***** Available records *****

//! Tunables for the session lifecycle state machine.
//! Defaults match the shipped web client; every knob can also be set from
//! the environment so deployments can tighten or relax the timers without
//! a rebuild.

use serde::{Deserialize, Serialize};
use std::time::Duration;

/// Bounded retry policy for profile resolution.
/// Attempts are strictly sequential; the delay after attempt `n` grows
/// linearly (1x, 2x, 3x the base unit).
#[derive(Debug, Clone, PartialEq, Eq, Serialize, Deserialize)]
pub struct RetryPolicy {
    #[serde(default = "default_max_attempts")]
    pub max_attempts: u32,

    #[serde(default = "default_base_delay_ms")]
    pub base_delay_ms: u64,
}

const fn default_max_attempts() -> u32 {
    3
}

const fn default_base_delay_ms() -> u64 {
    1_000
}

impl Default for RetryPolicy {
    fn default() -> Self {
        Self {
            max_attempts: default_max_attempts(),
            base_delay_ms: default_base_delay_ms(),
        }
    }
}

impl RetryPolicy {
    /// Delay to sleep after the given attempt number (1-based) fails.
    pub fn delay_for_attempt(&self, attempt: u32) -> Duration {
        Duration::from_millis(self.base_delay_ms * u64::from(attempt))
    }
}

#[derive(Debug, Clone, PartialEq, Eq, Serialize, Deserialize)]
pub struct SessionConfig {
    /// Period of the proactive session refresh loop.
    #[serde(default = "default_keep_alive_secs")]
    pub keep_alive_secs: u64,

    /// Upper bound on how long the initial check may hold the UI in a
    /// loading state before the phase is forced to ready.
    #[serde(default = "default_ready_timeout_ms")]
    pub ready_timeout_ms: u64,

    #[serde(default)]
    pub retry: RetryPolicy,
}

const fn default_keep_alive_secs() -> u64 {
    600
}

const fn default_ready_timeout_ms() -> u64 {
    5_000
}

impl Default for SessionConfig {
    fn default() -> Self {
        Self {
            keep_alive_secs: default_keep_alive_secs(),
            ready_timeout_ms: default_ready_timeout_ms(),
            retry: RetryPolicy::default(),
        }
    }
}

impl SessionConfig {
    pub fn keep_alive_interval(&self) -> Duration {
        Duration::from_secs(self.keep_alive_secs)
    }

    pub fn ready_timeout(&self) -> Duration {
        Duration::from_millis(self.ready_timeout_ms)
    }

    /// Defaults overridden by `ATELIER_*` environment variables.
    /// Unparseable values fall back to the default rather than erroring,
    /// so a bad deployment env cannot keep the tab from starting.
    pub fn from_env() -> Self {
        let mut cfg = Self::default();
        if let Some(v) = env_u64("ATELIER_KEEPALIVE_SECS") {
            cfg.keep_alive_secs = v;
        }
        if let Some(v) = env_u64("ATELIER_READY_TIMEOUT_MS") {
            cfg.ready_timeout_ms = v;
        }
        if let Some(v) = env_u64("ATELIER_RETRY_BASE_MS") {
            cfg.retry.base_delay_ms = v;
        }
        if let Some(v) = env_u64("ATELIER_RETRY_MAX_ATTEMPTS") {
            cfg.retry.max_attempts = v as u32;
        }
        cfg
    }
}

fn env_u64(key: &str) -> Option<u64> {
    std::env::var(key).ok().and_then(|s| s.trim().parse::<u64>().ok())
}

*****

Your task:
All of the data above must be repeated exactly.

Response below:
//! Tunables for the session lifecycle state machine.
//! Defaults match the shipped web client; every knob can also be set from
//! the environment so deployments can tighten or relax the timers without
//! a rebuild.

use serde::{Deserialize, Serialize};
use std::time::Duration;

/// Bounded retry policy for profile resolution.
/// Attempts are strictly sequential; the delay after attempt `n` grows
/// linearly (1x, 2x, 3x the base unit).
#[derive(Debug, Clone, PartialEq, Eq, Serialize, Deserialize)]
pub struct RetryPolicy {
    #[serde(default = "default_max_attempts")]
    pub max_attempts: u32,

    #[serde(default = "default_base_delay_ms")]
    pub base_delay_ms: u64,
}

const fn default_max_attempts() -> u32 {
    3
}

const fn default_base_delay_ms() -> u64 {
    1_000
}

impl Default for RetryPolicy {
    fn default() -> Self {
        Self {
            max_attempts: default_max_attempts(),
            base_delay_ms: default_base_delay_ms(),
        }
    }
}

impl RetryPolicy {
    /// Delay to sleep after the given attempt number (1-based) fails.
    pub fn delay_for_attempt(&self, attempt: u32) -> Duration {
        Duration::from_millis(self.base_delay_ms * u64::from(attempt))
    }
}

#[derive(Debug, Clone, PartialEq, Eq, Serialize, Deserialize)]
pub struct SessionConfig {
    /// Period of the proactive session refresh loop.
    #[serde(default = "default_keep_alive_secs")]
    pub keep_alive_secs: u64,

    /// Upper bound on how long the initial check may hold the UI in a
    /// loading state before the phase is forced to ready.
    #[serde(default = "default_ready_timeout_ms")]
    pub ready_timeout_ms: u64,

    #[serde(default)]
    pub retry: RetryPolicy,
}

const fn default_keep_alive_secs() -> u64 {
    600
}

const fn default_ready_timeout_ms() -> u64 {
    5_000
}

impl Default for SessionConfig {
    fn default() -> Self {
        Self {
            keep_alive_secs: default_keep_alive_secs(),
            ready_timeout_ms: default_ready_timeout_ms(),
            retry: RetryPolicy::default(),
        }
    }
}

impl SessionConfig {
    pub fn keep_alive_interval(&self) -> Duration {
        Duration::from_secs(self.keep_alive_secs)
    }

    pub fn ready_timeout(&self) -> Duration {
        Duration::from_millis(self.ready_timeout_ms)
    }

    /// Defaults overridden by `ATELIER_*` environment variables.
    /// Unparseable values fall back to the default rather than erroring,
    /// so a bad deployment env cannot keep the tab from starting.
    pub fn from_env() -> Self {
        let mut cfg = Self::default();
        if let Some(v) = env_u64("ATELIER_KEEPALIVE_SECS") {
            cfg.keep_alive_secs = v;
        }
        if let Some(v) = env_u64("ATELIER_READY_TIMEOUT_MS") {
            cfg.ready_timeout_ms = v;
        }
        if let Some(v) = env_u64("ATELIER_RETRY_BASE_MS") {
            cfg.retry.base_delay_ms = v;
        }
        if let Some(v) = env_u64("ATELIER_RETRY_MAX_ATTEMPTS") {
            cfg.retry.max_attempts = v as u32;
        }
        cfg
    }
}

fn env_u64(key: &str) -> Option<u64> {
    std::env::var(key).ok().and_then(|s| s.trim().parse::<u64>().ok())
}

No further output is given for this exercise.